Sodium crosses the luminal membrane of the proximal tubule primarily via Na+- H+ exchange (NHE), and NHE activity is influenced by thyroid status. Pharmacological, immunological, and kinetic studies indicate multiple isoforms of NHE, and four full length cDNAs have been cloned to date. The aims of this study were to determine which NHE mRNAs (NHE-1, -2, -3 and -4) were expressed in the rat proximal tubule, the relative abundance of each in the renal cortex, and the effect of thyroid status on their expression. By blot hybridization of poly A+ RNA all NHE isoform mRNAs were detected in the rat renal cortex, NHE -1, -2, and -3 in proximal tubule, and NHE-1 and -3 in LLC-PK1 cells. NHE-3 mRNA abundance was four-fold higher than the other three isoforms in renal cortex. The effect of thyroid status was assessed in renal cortex from euthyroid, hypothyroid and hyperthyroid rats. While none of the NHE mRNA levels were altered in the transition from euthyroid to hypothyroid, both NHE-2 and NHE-3 mRNA levels increased 1.5 fold in the transition from hypo- to hyperthyroid. NHE-3 protein, measured by immunoblot using an NHE-3 specific antibody, was detected at 83-85 kDa in renal cortex, and co-distributed on sorbitol gradients with the brush border marker alkaline phosphatase.
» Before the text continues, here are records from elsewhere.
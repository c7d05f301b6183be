use anyhow::Result;
use clap::{Parser, Subcommand};
use scorecard_core::Scalar;

#[derive(Debug, Parser)]
#[command(name = "scorecard-cli")]
#[command(about = "College Scorecard extract-rank-load pipeline")]
struct Cli {
    /// Overrides SCORECARD_TOTAL_PAGES.
    #[arg(long, global = true)]
    pages: Option<u32>,

    #[command(subcommand)]
    command: Option<Commands>,
}

#[derive(Debug, Subcommand)]
enum Commands {
    /// Fetch, rank, normalize and load every table.
    Sync,
    /// Fetch and rank, printing the leading institutions.
    Rank {
        #[arg(long, default_value_t = 10)]
        top: usize,
    },
    /// Create the destination tables.
    Migrate,
}

fn init_tracing() {
    let _ = tracing_subscriber::fmt()
        .with_env_filter(
            tracing_subscriber::EnvFilter::try_from_default_env().unwrap_or_else(|_| "info".into()),
        )
        .try_init();
}

#[tokio::main]
async fn main() -> Result<()> {
    init_tracing();
    let cli = Cli::parse();

    match cli.command.unwrap_or(Commands::Sync) {
        Commands::Sync => {
            let summary = scorecard_sync::run_sync_once_from_env(cli.pages).await?;
            println!(
                "sync complete: run_id={} fetched={} failed_pages={:?} flattened={}",
                summary.run_id, summary.fetched_records, summary.failed_pages, summary.flattened_rows
            );
            for (table, rows) in &summary.loaded_rows {
                println!("  {table}: {rows}");
            }
        }
        Commands::Rank { top } => {
            let ranked = scorecard_sync::rank_from_env(cli.pages).await?;
            for item in ranked.iter().take(top) {
                let name = item
                    .row
                    .first_of(&["School_Name", "school_name"])
                    .and_then(Scalar::canonical_text)
                    .unwrap_or_else(|| "(unnamed)".to_string());
                let id = item.row.id().and_then(Scalar::canonical_text).unwrap_or_default();
                println!("{:>4}  {:.4}  {id:>8}  {name}", item.rank, item.score);
            }
        }
        Commands::Migrate => {
            scorecard_sync::migrate_from_env().await?;
            println!("destination tables ready");
        }
    }

    Ok(())
}
use scorecard_core::{FlatRow, NormalizedTables, Row, Scalar, Table, TableSchema};
use tracing::debug;

fn project(row: &FlatRow, schema: &TableSchema) -> Row {
    schema
        .columns
        .iter()
        .map(|column| row.first_of(column.sources).cloned().unwrap_or(Scalar::Null))
        .collect()
}

fn fill(table: &mut Table, rows: &[FlatRow]) {
    for row in rows {
        table.push(project(row, table.schema));
    }
}

/// Fans each flat row out into one row per normalized table, in input order.
/// Columns whose source fields are absent become null.
pub fn split(rows: &[FlatRow]) -> NormalizedTables {
    let mut tables = NormalizedTables::empty();
    fill(&mut tables.school, rows);
    for table in tables.children_mut() {
        fill(table, rows);
    }
    debug!(rows = rows.len(), "split flat rows into normalized tables");
    tables
}

#[cfg(test)]
mod tests {
    use super::*;
    use scorecard_core::{DIM_TEST_SCORES, FACT_COLLEGE_METRICS};

    fn row() -> FlatRow {
        let mut row = FlatRow::new();
        row.insert("id", 100654.0);
        row.insert("School_Name", "Alabama A & M University");
        row.insert("State", "AL");
        row.insert("Student_Size", 5196.0);
        row.insert("Admission_Rate_Overall", 0.684);
        row.insert("ACT_midpoint_cumulative", 19.0);
        row.insert("In_State_Tuition", 10024.0);
        row.insert("Score", 0.5);
        row.insert("Rank", 1.0);
        row
    }

    #[test]
    fn every_table_gets_one_row_per_input() {
        let tables = split(&[row(), row()]);
        for table in tables.tables() {
            assert_eq!(table.len(), 2, "{}", table.name());
        }
    }

    #[test]
    fn every_row_carries_the_school_id() {
        let tables = split(&[row()]);
        for table in tables.tables() {
            assert_eq!(table.rows[0][0], Scalar::Number(100654.0), "{}", table.name());
        }
    }

    #[test]
    fn columns_are_resolved_through_aliases() {
        let tables = split(&[row()]);
        let school = &tables.school.rows[0];
        assert_eq!(tables.school.cell(school, "school_name"), Some(&Scalar::from("Alabama A & M University")));
        assert_eq!(tables.school.cell(school, "city"), Some(&Scalar::Null));

        let scores = &tables.test_scores;
        assert_eq!(scores.schema.name, DIM_TEST_SCORES.name);
        // ACT_Score falls back to the cumulative midpoint
        assert_eq!(scores.cell(&scores.rows[0], "act_score"), Some(&Scalar::Number(19.0)));

        let metrics = &tables.college_metrics;
        assert_eq!(metrics.schema.name, FACT_COLLEGE_METRICS.name);
        assert_eq!(metrics.cell(&metrics.rows[0], "ranking_score"), Some(&Scalar::Number(0.5)));
        assert_eq!(metrics.cell(&metrics.rows[0], "rank"), Some(&Scalar::Number(1.0)));
    }

    #[test]
    fn rows_without_score_fields_split_with_null_scores() {
        let mut plain = FlatRow::new();
        plain.insert("id", 7.0);
        let tables = split(&[plain]);
        let metrics = &tables.college_metrics;
        assert_eq!(metrics.cell(&metrics.rows[0], "ranking_score"), Some(&Scalar::Null));
    }
}
//! Built-in programs shipped with the crate.

use crate::machine::TuringMachine;
use crate::tape::Tape;
use crate::types::{Program, TuringMachineError};

use std::sync::{RwLock, RwLockReadGuard};

/// Name of the built-in palindrome checker.
pub const PALINDROME: &str = "Palindrome Checker";
/// Symbol the palindrome checker expects after its input.
pub const PALINDROME_END_MARKER: char = '#';
/// State the palindrome checker ends in when the input is a palindrome.
pub const PALINDROME_ACCEPT: &str = "q_accept";

// Embedded sources, in registry order.
const PROGRAM_TEXTS: [&str; 3] = [
    include_str!("../programs/palindrome.tur"),
    include_str!("../programs/binary-increment.tur"),
    include_str!("../programs/busy-beaver-2.tur"),
];

lazy_static::lazy_static! {
    pub static ref PROGRAMS: RwLock<Vec<Program>> = RwLock::new(Vec::new());
}

fn lock_error(what: &str) -> TuringMachineError {
    TuringMachineError::FileError(format!("Program registry {} lock poisoned", what))
}

fn not_found(name: &str) -> TuringMachineError {
    TuringMachineError::ValidationError(format!("Program '{}' not found", name))
}

pub struct ProgramManager;

impl ProgramManager {
    /// Parses the embedded programs into the registry, replacing its contents.
    ///
    /// The registry index of a program is the index of its text in the embedded
    /// sources, so a built-in that fails to parse fails the whole load.
    pub fn load() -> Result<(), TuringMachineError> {
        let programs = PROGRAM_TEXTS
            .iter()
            .map(|text| crate::parser::parse(text))
            .collect::<Result<Vec<_>, _>>()?;

        tracing::debug!(count = programs.len(), "loaded built-in programs");
        *PROGRAMS.write().map_err(|_| lock_error("write"))? = programs;

        Ok(())
    }

    /// Loads the registry on first use.
    fn ensure_loaded() -> Result<(), TuringMachineError> {
        if PROGRAMS.read().map_err(|_| lock_error("read"))?.is_empty() {
            Self::load()?;
        }

        Ok(())
    }

    /// Read access to the loaded registry.
    fn programs() -> Result<RwLockReadGuard<'static, Vec<Program>>, TuringMachineError> {
        Self::ensure_loaded()?;
        PROGRAMS.read().map_err(|_| lock_error("read"))
    }

    pub fn get_program_count() -> Result<usize, TuringMachineError> {
        Ok(Self::programs()?.len())
    }

    pub fn get_program_by_index(index: usize) -> Result<Program, TuringMachineError> {
        Self::programs()?.get(index).cloned().ok_or_else(|| {
            TuringMachineError::ValidationError(format!("Program index {} out of range", index))
        })
    }

    /// Position of the built-in called `name` in the registry.
    pub fn find_program(name: &str) -> Result<usize, TuringMachineError> {
        Self::programs()?
            .iter()
            .position(|program| program.name == name)
            .ok_or_else(|| not_found(name))
    }

    pub fn get_program_by_name(name: &str) -> Result<Program, TuringMachineError> {
        Self::get_program_by_index(Self::find_program(name)?)
    }

    /// The built-in palindrome checker.
    pub fn palindrome() -> Result<Program, TuringMachineError> {
        Self::get_program_by_name(PALINDROME)
    }

    /// A palindrome checker loaded with `input`, ready to run.
    ///
    /// The input is taken literally (`_` is not a blank here); see [`palindrome_input`].
    pub fn palindrome_machine(input: &str) -> Result<TuringMachine, TuringMachineError> {
        let program = Self::palindrome()?;
        let mut machine = TuringMachine::from_program(&program);
        machine.load_tape(Tape::new(&palindrome_input(input)?, program.blank));

        Ok(machine)
    }

    pub fn get_program_info(index: usize) -> Result<ProgramInfo, TuringMachineError> {
        let program = Self::get_program_by_index(index)?;

        Ok(ProgramInfo {
            index,
            state_count: program.states().len(),
            transition_count: program.rules.len(),
            name: program.name,
            initial_state: program.initial_state,
            initial_tape: program.tape,
        })
    }

    /// Indices of the programs whose name contains `query`, ignoring case.
    pub fn search_programs(query: &str) -> Result<Vec<usize>, TuringMachineError> {
        let query = query.to_lowercase();

        Ok(Self::programs()?
            .iter()
            .enumerate()
            .filter(|(_, program)| program.name.to_lowercase().contains(&query))
            .map(|(index, _)| index)
            .collect())
    }

    /// The `.tur` source of the built-in called `name`.
    pub fn get_program_text(name: &str) -> Result<&'static str, TuringMachineError> {
        let index = Self::find_program(name)?;

        PROGRAM_TEXTS.get(index).copied().ok_or_else(|| not_found(name))
    }
}

/// Turns raw user input into the palindrome checker's tape: trimmed, lowercased and
/// terminated by the end marker.
///
/// Input that already contains the end marker is rejected, since the checker would
/// stop comparing at the first marker.
pub fn palindrome_input(input: &str) -> Result<String, TuringMachineError> {
    let mut tape = input.trim().to_lowercase();

    if tape.contains(PALINDROME_END_MARKER) {
        return Err(TuringMachineError::ValidationError(format!(
            "Input must not contain the end marker '{}'",
            PALINDROME_END_MARKER
        )));
    }

    tape.push(PALINDROME_END_MARKER);
    Ok(tape)
}

#[derive(Debug, Clone)]
pub struct ProgramInfo {
    pub index: usize,
    pub name: String,
    pub initial_state: String,
    pub initial_tape: String,
    pub state_count: usize,
    pub transition_count: usize,
}
//! This module defines the `Tape`, the machine's unbounded storage.
//!
//! Only a finite window of the conceptually infinite tape is stored. The head may move
//! anywhere, including to negative positions or past the right end of the window;
//! cells outside the window read as the blank symbol. Storage only grows when a symbol
//! is written outside the window.

use crate::types::Direction;
use std::collections::VecDeque;

/// A single-head tape with a blank fill symbol.
///
/// Cells are kept in a `VecDeque` so that extending the window to the left does not
/// shift the existing cells.
#[derive(Debug, Clone, PartialEq, Eq)]
pub struct Tape {
    cells: VecDeque<char>,
    blank: char,
    head: isize,
}

impl Tape {
    /// Creates a tape holding `content` with the head on its first cell.
    pub fn new(content: &str, blank: char) -> Self {
        Self {
            cells: content.chars().collect(),
            blank,
            head: 0,
        }
    }

    /// Returns the symbol under the head.
    ///
    /// Positions outside the stored window read as blank; reading never grows the tape.
    pub fn current_symbol(&self) -> char {
        self.index().map_or(self.blank, |i| self.cells[i])
    }

    /// Writes `symbol` under the head, first extending the window to cover the head.
    ///
    /// Extending to the left prepends blanks and renumbers the window so that the head,
    /// and the new leftmost cell, are at position 0.
    ///
    /// ```
    /// use tape_machine::{Direction, Tape};
    ///
    /// let mut tape = Tape::new("ab", '_');
    /// tape.move_head(Direction::Left);
    /// tape.move_head(Direction::Left);
    /// tape.write('x');
    ///
    /// assert_eq!(tape.contents(), "x_ab");
    /// assert_eq!(tape.head_position(), 0);
    /// ```
    pub fn write(&mut self, symbol: char) {
        if self.head < 0 {
            for _ in 0..self.head.unsigned_abs() {
                self.cells.push_front(self.blank);
            }
            self.head = 0;
        } else if self.head as usize >= self.cells.len() {
            self.cells.resize(self.head as usize + 1, self.blank);
        }

        let i = self.head as usize;
        self.cells[i] = symbol;
    }

    /// Moves the head one cell. No storage is touched.
    pub fn move_head(&mut self, direction: Direction) {
        match direction {
            Direction::Left => self.head -= 1,
            Direction::Right => self.head += 1,
        }
    }

    /// Returns the stored window as a string.
    pub fn contents(&self) -> String {
        self.cells.iter().collect()
    }

    /// Returns the head position relative to the first stored cell. May be negative or
    /// past the end of the window.
    pub fn head_position(&self) -> isize {
        self.head
    }

    /// Returns the blank symbol of this tape.
    pub fn blank(&self) -> char {
        self.blank
    }

    /// Returns the number of stored cells.
    pub fn len(&self) -> usize {
        self.cells.len()
    }

    pub fn is_empty(&self) -> bool {
        self.cells.is_empty()
    }

    /// Maps the head position to a stored cell, if it lies inside the window.
    fn index(&self) -> Option<usize> {
        usize::try_from(self.head)
            .ok()
            .filter(|&i| i < self.cells.len())
    }
}

#[cfg(test)]
mod tests {
    use super::*;

    #[test]
    fn test_new_tape() {
        let tape = Tape::new("abc", '_');

        assert_eq!(tape.contents(), "abc");
        assert_eq!(tape.head_position(), 0);
        assert_eq!(tape.current_symbol(), 'a');
        assert_eq!(tape.len(), 3);
        assert_eq!(tape.blank(), '_');
    }

    #[test]
    fn test_empty_tape_reads_blank() {
        let tape = Tape::new("", ' ');

        assert!(tape.is_empty());
        assert_eq!(tape.current_symbol(), ' ');
    }

    #[test]
    fn test_read_outside_window_does_not_grow() {
        let mut tape = Tape::new("ab", '_');

        tape.move_head(Direction::Left);
        assert_eq!(tape.current_symbol(), '_');
        assert_eq!(tape.head_position(), -1);

        for _ in 0..5 {
            tape.move_head(Direction::Right);
        }
        assert_eq!(tape.current_symbol(), '_');
        assert_eq!(tape.head_position(), 4);
        assert_eq!(tape.contents(), "ab");
    }

    #[test]
    fn test_write_in_window() {
        let mut tape = Tape::new("abc", '_');
        tape.move_head(Direction::Right);
        tape.write('x');

        assert_eq!(tape.contents(), "axc");
        assert_eq!(tape.head_position(), 1);
    }

    #[test]
    fn test_write_extends_right() {
        let mut tape = Tape::new("ab", '_');
        for _ in 0..4 {
            tape.move_head(Direction::Right);
        }
        tape.write('x');

        assert_eq!(tape.contents(), "ab__x");
        assert_eq!(tape.head_position(), 4);
        assert_eq!(tape.current_symbol(), 'x');
    }

    #[test]
    fn test_write_extends_left_and_renumbers_head() {
        let mut tape = Tape::new("ab", '_');
        for _ in 0..3 {
            tape.move_head(Direction::Left);
        }
        tape.write('x');

        assert_eq!(tape.contents(), "x__ab");
        assert_eq!(tape.head_position(), 0);
        assert_eq!(tape.current_symbol(), 'x');

        // The old first cell is now at position 3.
        for _ in 0..3 {
            tape.move_head(Direction::Right);
        }
        assert_eq!(tape.current_symbol(), 'a');
    }

    #[test]
    fn test_write_on_empty_tape() {
        let mut tape = Tape::new("", ' ');
        tape.write('1');

        assert_eq!(tape.contents(), "1");
        assert_eq!(tape.head_position(), 0);
    }

    #[test]
    fn test_move_does_not_change_contents() {
        let mut tape = Tape::new("abc", '_');
        tape.move_head(Direction::Left);
        tape.move_head(Direction::Right);

        assert_eq!(tape.head_position(), 0);
        assert_eq!(tape.contents(), "abc");
    }
}
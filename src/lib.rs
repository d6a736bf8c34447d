//! This crate provides the core logic for a single-tape deterministic Turing Machine
//! simulator: an unbounded tape, the transition engine, and a loader for `.tur` program
//! files with a small collection of built-in programs.

pub mod analyzer;
pub mod loader;
pub mod machine;
pub mod parser;
pub mod programs;
pub mod tape;
pub mod types;

/// Re-exports the `Rule` enum from the parser module, used by the `pest` grammar.
pub use crate::parser::Rule;
/// Re-exports the `analyze` function and `AnalysisError` enum from the analyzer module.
pub use analyzer::{analyze, AnalysisError};
/// Re-exports the `ProgramLoader` struct from the loader module.
pub use loader::ProgramLoader;
/// Re-exports the `TuringMachine` struct from the machine module.
pub use machine::TuringMachine;
/// Re-exports the `parse` function from the parser module.
pub use parser::parse;
/// Re-exports `ProgramInfo`, `ProgramManager`, and `PROGRAMS` from the programs module.
pub use programs::{ProgramInfo, ProgramManager, PROGRAMS};
/// Re-exports the `Tape` struct from the tape module.
pub use tape::Tape;
/// Re-exports the shared types from the types module.
pub use types::{
    Configuration, Direction, Halt, Program, Step, Transition, TransitionTable,
    TuringMachineError, DEFAULT_BLANK_SYMBOL, DEFAULT_MAX_STEPS, MAX_PROGRAM_SIZE,
};
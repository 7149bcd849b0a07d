//! Orientation predicates in the plane: on which side of a line a point
//! lies, whether three points are aligned, and whether a direction falls
//! inside an angular sector
//!
//! Every predicate takes an [`AbsoluteTolerance`] on the exterior product it
//! computes. For points in meters, that is a tolerance in square meters.

use crate::{
    dispatch::*,
    expr::{Binary, Expr, IntoOperand},
    numeric::{Field, Zero},
    rank::*,
    tensor::Point,
    tolerance::{AbsoluteTolerance, Tolerable},
    Operand,
};

/// Which side of the directed line `a -> b` a third point is on
#[derive(Debug, Clone, Copy, PartialEq, Eq, Hash)]
pub enum Orientation {
    Right = -1,
    Collinear = 0,
    Left = 1,
}

/// `(b - a) ^ (c - a)`
pub type TurnOf<P> = Binary<CrossOp, Binary<SubOp, P, P>, Binary<SubOp, P, P>>;

/// What [`turn`] returns for points `P`
pub type Turn<P> = <TurnOf<<P as IntoOperand>::Operand> as Operand>::Coord;

/// The exterior product `a ^ b` of two planar vectors
pub type SpanOf<V> = <Binary<CrossOp, V, V> as Operand>::Coord;

/// Twice the signed area of the triangle `a b c`: positive when `c` is on the
/// left of `a -> b`, negative when on its right
#[inline]
pub fn turn<P>(a: P, b: P, c: P) -> Turn<P>
where
    P: IntoOperand,
    P::Operand: Copy,
    TurnOf<P::Operand>: Operand<Rank = ScalarRank>,
{
    let (a, b, c) = (a.into_operand(), b.into_operand(), c.into_operand());
    let ab = Expr::<Binary<SubOp, _, _>>::binary(b, a).into_inner();
    let ac = Expr::<Binary<SubOp, _, _>>::binary(c, a).into_inner();
    Expr::<TurnOf<P::Operand>>::binary(ab, ac).value()
}

/// ```
/// use tensex::{
///     orientation::{get_orientation, Orientation},
///     units::{meters, square_meters},
///     AbsoluteTolerance, Point,
/// };
///
/// let a = Point::new([meters(0.0), meters(0.0)]);
/// let b = Point::new([meters(2.0), meters(0.0)]);
/// let c = Point::new([meters(1.0), meters(3.0)]);
/// let tol = AbsoluteTolerance::new(square_meters(1e-9));
/// assert_eq!(get_orientation(&a, &b, &c, &tol), Orientation::Left);
/// assert_eq!(get_orientation(&b, &a, &c, &tol), Orientation::Right);
/// ```
pub fn get_orientation<P>(a: P, b: P, c: P, tolerance: &AbsoluteTolerance<Turn<P>>) -> Orientation
where
    P: IntoOperand,
    P::Operand: Copy,
    TurnOf<P::Operand>: Operand<Rank = ScalarRank>,
    Turn<P>: Tolerable + Zero,
{
    let t = turn(a, b, c);
    if tolerance.less_than(t, Zero::zero()) {
        Orientation::Right
    } else if tolerance.greater_than(t, Zero::zero()) {
        Orientation::Left
    } else {
        Orientation::Collinear
    }
}

#[inline]
pub fn is_collinear<P>(a: P, b: P, c: P, tolerance: &AbsoluteTolerance<Turn<P>>) -> bool
where
    P: IntoOperand,
    P::Operand: Copy,
    TurnOf<P::Operand>: Operand<Rank = ScalarRank>,
    Turn<P>: Tolerable,
{
    tolerance.is_zero(turn(a, b, c))
}

/// Whether `c` lies on the segment `[a, b]`. The position along the segment
/// is read on x, or on y when the segment is vertical. With
/// `include_bounds`, `c` may be equal to `a` or `b`
///
/// The same tolerance is used for the collinearity test and for coordinate
/// comparisons, hence bare coordinates only
pub fn is_between<T: Field>(
    a: &Point<T, 2>,
    b: &Point<T, 2>,
    c: &Point<T, 2>,
    include_bounds: bool,
    tolerance: &AbsoluteTolerance<T>,
) -> bool {
    if !tolerance.is_zero(turn(a, b, c)) {
        return false;
    }
    let axis = if tolerance.equals(a.0[0], b.0[0]) { 1 } else { 0 };
    let (a, b, c) = (a.0[axis], b.0[axis], c.0[axis]);
    if include_bounds {
        (tolerance.less_or_equal(a, c) && tolerance.less_or_equal(c, b))
            || (tolerance.greater_or_equal(a, c) && tolerance.greater_or_equal(c, b))
    } else {
        (tolerance.less_than(a, c) && tolerance.less_than(c, b))
            || (tolerance.greater_than(a, c) && tolerance.greater_than(c, b))
    }
}

/// Whether the direction of `c` is inside the sector swept counter-clockwise
/// from `a` to `b`. The sector is reflex when `b` is clockwise from `a`. With
/// `include_bounds`, `c` may be aligned with `a` or `b`
pub fn is_vector_between<V>(
    a: V,
    b: V,
    c: V,
    include_bounds: bool,
    tolerance: &AbsoluteTolerance<SpanOf<V::Operand>>,
) -> bool
where
    V: IntoOperand,
    V::Operand: Copy,
    <V::Operand as Classified>::Rank: VectorShape,
    Binary<CrossOp, V::Operand, V::Operand>: Operand<Rank = ScalarRank>,
    SpanOf<V::Operand>: Tolerable + Zero,
{
    let (a, b, c) = (a.into_operand(), b.into_operand(), c.into_operand());
    let span = |x: V::Operand, y: V::Operand| Expr::<Binary<CrossOp, _, _>>::binary(x, y).value();
    let inside = |s: SpanOf<V::Operand>| {
        if include_bounds {
            !tolerance.less_than(s, Zero::zero())
        } else {
            tolerance.greater_than(s, Zero::zero())
        }
    };
    let (ac, cb) = (inside(span(a, c)), inside(span(c, b)));
    if tolerance.less_than(span(a, b), Zero::zero()) {
        ac || cb
    } else {
        ac && cb
    }
}

#[cfg(test)]
mod tests {
    use super::*;
    use crate::{
        units::{meters, square_meters},
        Vector,
    };
    use rstest::*;

    #[fixture]
    fn tol() -> AbsoluteTolerance<f64> {
        AbsoluteTolerance::new(1e-10)
    }

    #[rstest]
    #[case([1.0, 1.0], Orientation::Left)]
    #[case([1.0, -1.0], Orientation::Right)]
    #[case([3.0, 0.0], Orientation::Collinear)]
    #[case([-1.0, 1e-12], Orientation::Collinear)]
    fn side_of_the_x_axis(#[case] c: [f64; 2], #[case] expected: Orientation, tol: AbsoluteTolerance<f64>) {
        let a = Point::new([0.0, 0.0]);
        let b = Point::new([1.0, 0.0]);
        assert_eq!(get_orientation(&a, &b, &Point::new(c), &tol), expected);
    }

    #[test]
    fn turn_is_twice_the_signed_area() {
        let a = Point::new([0.0, 0.0]);
        let b = Point::new([4.0, 0.0]);
        let c = Point::new([0.0, 3.0]);
        assert_eq!(turn(&a, &b, &c), 12.0);
        assert_eq!(turn(&a, &c, &b), -12.0);
    }

    #[test]
    fn collinearity_in_meters() {
        let a = Point::new([meters(0.0), meters(0.0)]);
        let b = Point::new([meters(1.0), meters(1.0)]);
        let c = Point::new([meters(5.0), meters(5.0)]);
        let tol = AbsoluteTolerance::new(square_meters(1e-9));
        assert_eq!(turn(&a, &b, &c), square_meters(0.0));
        assert!(is_collinear(&a, &b, &c, &tol));
        assert!(!is_collinear(&a, &b, &Point::new([meters(5.0), meters(6.0)]), &tol));
    }

    #[rstest]
    #[case([1.0, 1.0], true, true)]
    #[case([1.0, 1.0], false, true)]
    #[case([0.0, 0.0], true, true)]
    #[case([0.0, 0.0], false, false)]
    #[case([2.0, 2.0], false, false)]
    #[case([3.0, 3.0], true, false)]
    #[case([1.0, 1.5], true, false)]
    fn points_on_a_segment(
        #[case] c: [f64; 2],
        #[case] include_bounds: bool,
        #[case] expected: bool,
        tol: AbsoluteTolerance<f64>,
    ) {
        let a = Point::new([0.0, 0.0]);
        let b = Point::new([2.0, 2.0]);
        assert_eq!(is_between(&a, &b, &Point::new(c), include_bounds, &tol), expected);
        assert_eq!(is_between(&b, &a, &Point::new(c), include_bounds, &tol), expected);
    }

    #[rstest]
    fn vertical_segments_compare_on_y(tol: AbsoluteTolerance<f64>) {
        let a = Point::new([1.0, 0.0]);
        let b = Point::new([1.0, 4.0]);
        assert!(is_between(&a, &b, &Point::new([1.0, 2.0]), false, &tol));
        assert!(!is_between(&a, &b, &Point::new([1.0, 5.0]), true, &tol));
    }

    #[rstest]
    #[case([1.0, 1.0], true, true)]
    #[case([1.0, 0.0], true, true)]
    #[case([1.0, 0.0], false, false)]
    #[case([1.0, -1.0], true, false)]
    #[case([-1.0, -1.0], true, false)]
    fn quarter_sector(
        #[case] c: [f64; 2],
        #[case] include_bounds: bool,
        #[case] expected: bool,
        tol: AbsoluteTolerance<f64>,
    ) {
        let a = Vector::new([1.0, 0.0]);
        let b = Vector::new([0.0, 1.0]);
        assert_eq!(is_vector_between(&a, &b, &Vector::new(c), include_bounds, &tol), expected);
    }

    #[rstest]
    fn reflex_sector(tol: AbsoluteTolerance<f64>) {
        // counter-clockwise from +y all the way round to +x
        let a = Vector::new([0.0, 1.0]);
        let b = Vector::new([1.0, 0.0]);
        assert!(is_vector_between(&a, &b, &Vector::new([-1.0, 0.0]), false, &tol));
        assert!(is_vector_between(&a, &b, &Vector::new([0.0, -1.0]), false, &tol));
        assert!(!is_vector_between(&a, &b, &Vector::new([1.0, 1.0]), false, &tol));
    }
}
No significant difference in NHE-3 protein abundance was detected between hypothyroid and hyperthyroid rats. In conclusion, in the renal cortex the NHE-3 isoform predominates at the mRNA level, is expressed in apical membranes, and increases at the mRNA but not the protein levels in response to thyroid hormone treatment suggesting parallel changes in synthesis and turnover of NHE-3 by thyroid hormone. 

Received 12 May 1994; accepted in final form 10 August 1995.
APS Manuscript Number C289-4.
Article publication pending Am. J. Physiol. (Cell Physiology).
ISSN 1080-4757 Copyright 1995 The American Physiological Society.
Published in APStracts on 24 August 1995.